• **Exercise instructions**
Only one stretch of the listing below is wanted. Begin at the line that has "repository a877552984af59f4", stop after the line that has "pre-signed upload URL", and repeat every line in between exactly.

• **Record set**
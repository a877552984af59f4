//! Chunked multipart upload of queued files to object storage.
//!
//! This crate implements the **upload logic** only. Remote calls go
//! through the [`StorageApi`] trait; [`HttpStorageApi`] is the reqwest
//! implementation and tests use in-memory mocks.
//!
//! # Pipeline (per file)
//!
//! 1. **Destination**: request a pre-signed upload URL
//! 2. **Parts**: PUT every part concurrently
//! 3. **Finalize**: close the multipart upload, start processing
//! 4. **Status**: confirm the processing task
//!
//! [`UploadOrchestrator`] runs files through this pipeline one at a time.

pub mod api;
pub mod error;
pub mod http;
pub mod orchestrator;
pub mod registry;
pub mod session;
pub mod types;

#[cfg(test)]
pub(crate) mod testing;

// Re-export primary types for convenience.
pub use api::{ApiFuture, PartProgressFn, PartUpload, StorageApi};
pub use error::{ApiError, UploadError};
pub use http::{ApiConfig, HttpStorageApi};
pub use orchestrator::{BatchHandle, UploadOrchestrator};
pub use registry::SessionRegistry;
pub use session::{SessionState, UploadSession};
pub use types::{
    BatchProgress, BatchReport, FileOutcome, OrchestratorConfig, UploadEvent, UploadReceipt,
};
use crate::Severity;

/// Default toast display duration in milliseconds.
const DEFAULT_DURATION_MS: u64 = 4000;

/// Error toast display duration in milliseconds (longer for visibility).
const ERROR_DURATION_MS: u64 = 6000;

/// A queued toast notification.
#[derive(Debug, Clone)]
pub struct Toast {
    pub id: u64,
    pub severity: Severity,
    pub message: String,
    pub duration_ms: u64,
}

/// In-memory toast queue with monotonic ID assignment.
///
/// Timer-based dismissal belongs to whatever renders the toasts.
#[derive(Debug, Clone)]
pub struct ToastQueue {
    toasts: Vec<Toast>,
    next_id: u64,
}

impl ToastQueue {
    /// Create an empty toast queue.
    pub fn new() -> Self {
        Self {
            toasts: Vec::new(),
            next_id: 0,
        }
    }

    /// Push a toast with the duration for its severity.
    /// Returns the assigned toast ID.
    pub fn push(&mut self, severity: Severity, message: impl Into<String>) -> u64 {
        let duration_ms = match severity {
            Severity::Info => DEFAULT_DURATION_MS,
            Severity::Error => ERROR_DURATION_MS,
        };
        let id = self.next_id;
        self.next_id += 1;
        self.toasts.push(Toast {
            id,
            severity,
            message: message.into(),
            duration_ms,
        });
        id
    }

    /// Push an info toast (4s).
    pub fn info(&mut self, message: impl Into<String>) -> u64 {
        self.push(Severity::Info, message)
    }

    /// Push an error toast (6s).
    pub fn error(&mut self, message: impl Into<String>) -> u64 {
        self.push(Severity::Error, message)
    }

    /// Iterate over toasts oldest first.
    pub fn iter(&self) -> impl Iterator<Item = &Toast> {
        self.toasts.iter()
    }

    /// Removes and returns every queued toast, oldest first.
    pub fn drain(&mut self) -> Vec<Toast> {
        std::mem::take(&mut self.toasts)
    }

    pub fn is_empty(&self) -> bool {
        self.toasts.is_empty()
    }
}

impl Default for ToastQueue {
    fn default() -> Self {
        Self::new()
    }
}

--

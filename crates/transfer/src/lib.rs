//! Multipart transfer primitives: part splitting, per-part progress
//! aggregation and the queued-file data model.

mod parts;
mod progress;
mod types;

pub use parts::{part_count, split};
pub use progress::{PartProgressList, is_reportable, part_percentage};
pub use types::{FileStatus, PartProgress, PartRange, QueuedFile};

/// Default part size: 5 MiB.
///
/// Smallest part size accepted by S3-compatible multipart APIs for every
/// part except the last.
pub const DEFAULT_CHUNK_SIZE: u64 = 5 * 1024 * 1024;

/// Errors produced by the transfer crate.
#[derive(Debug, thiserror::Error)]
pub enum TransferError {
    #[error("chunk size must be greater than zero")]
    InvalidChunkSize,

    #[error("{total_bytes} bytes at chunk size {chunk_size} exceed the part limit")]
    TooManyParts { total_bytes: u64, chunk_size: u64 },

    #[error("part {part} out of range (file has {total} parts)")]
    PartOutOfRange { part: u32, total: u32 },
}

• **Response for this exercise**
repository a877552984af59f4
//! Chunked multipart upload of queued files to object storage.
//!
//! This crate implements the **upload logic** only. Remote calls go
//! through the [`StorageApi`] trait; [`HttpStorageApi`] is the reqwest
//! implementation and tests use in-memory mocks.
//!
//! # Pipeline (per file)
//!
//! 1. **Destination**: request a pre-signed upload URL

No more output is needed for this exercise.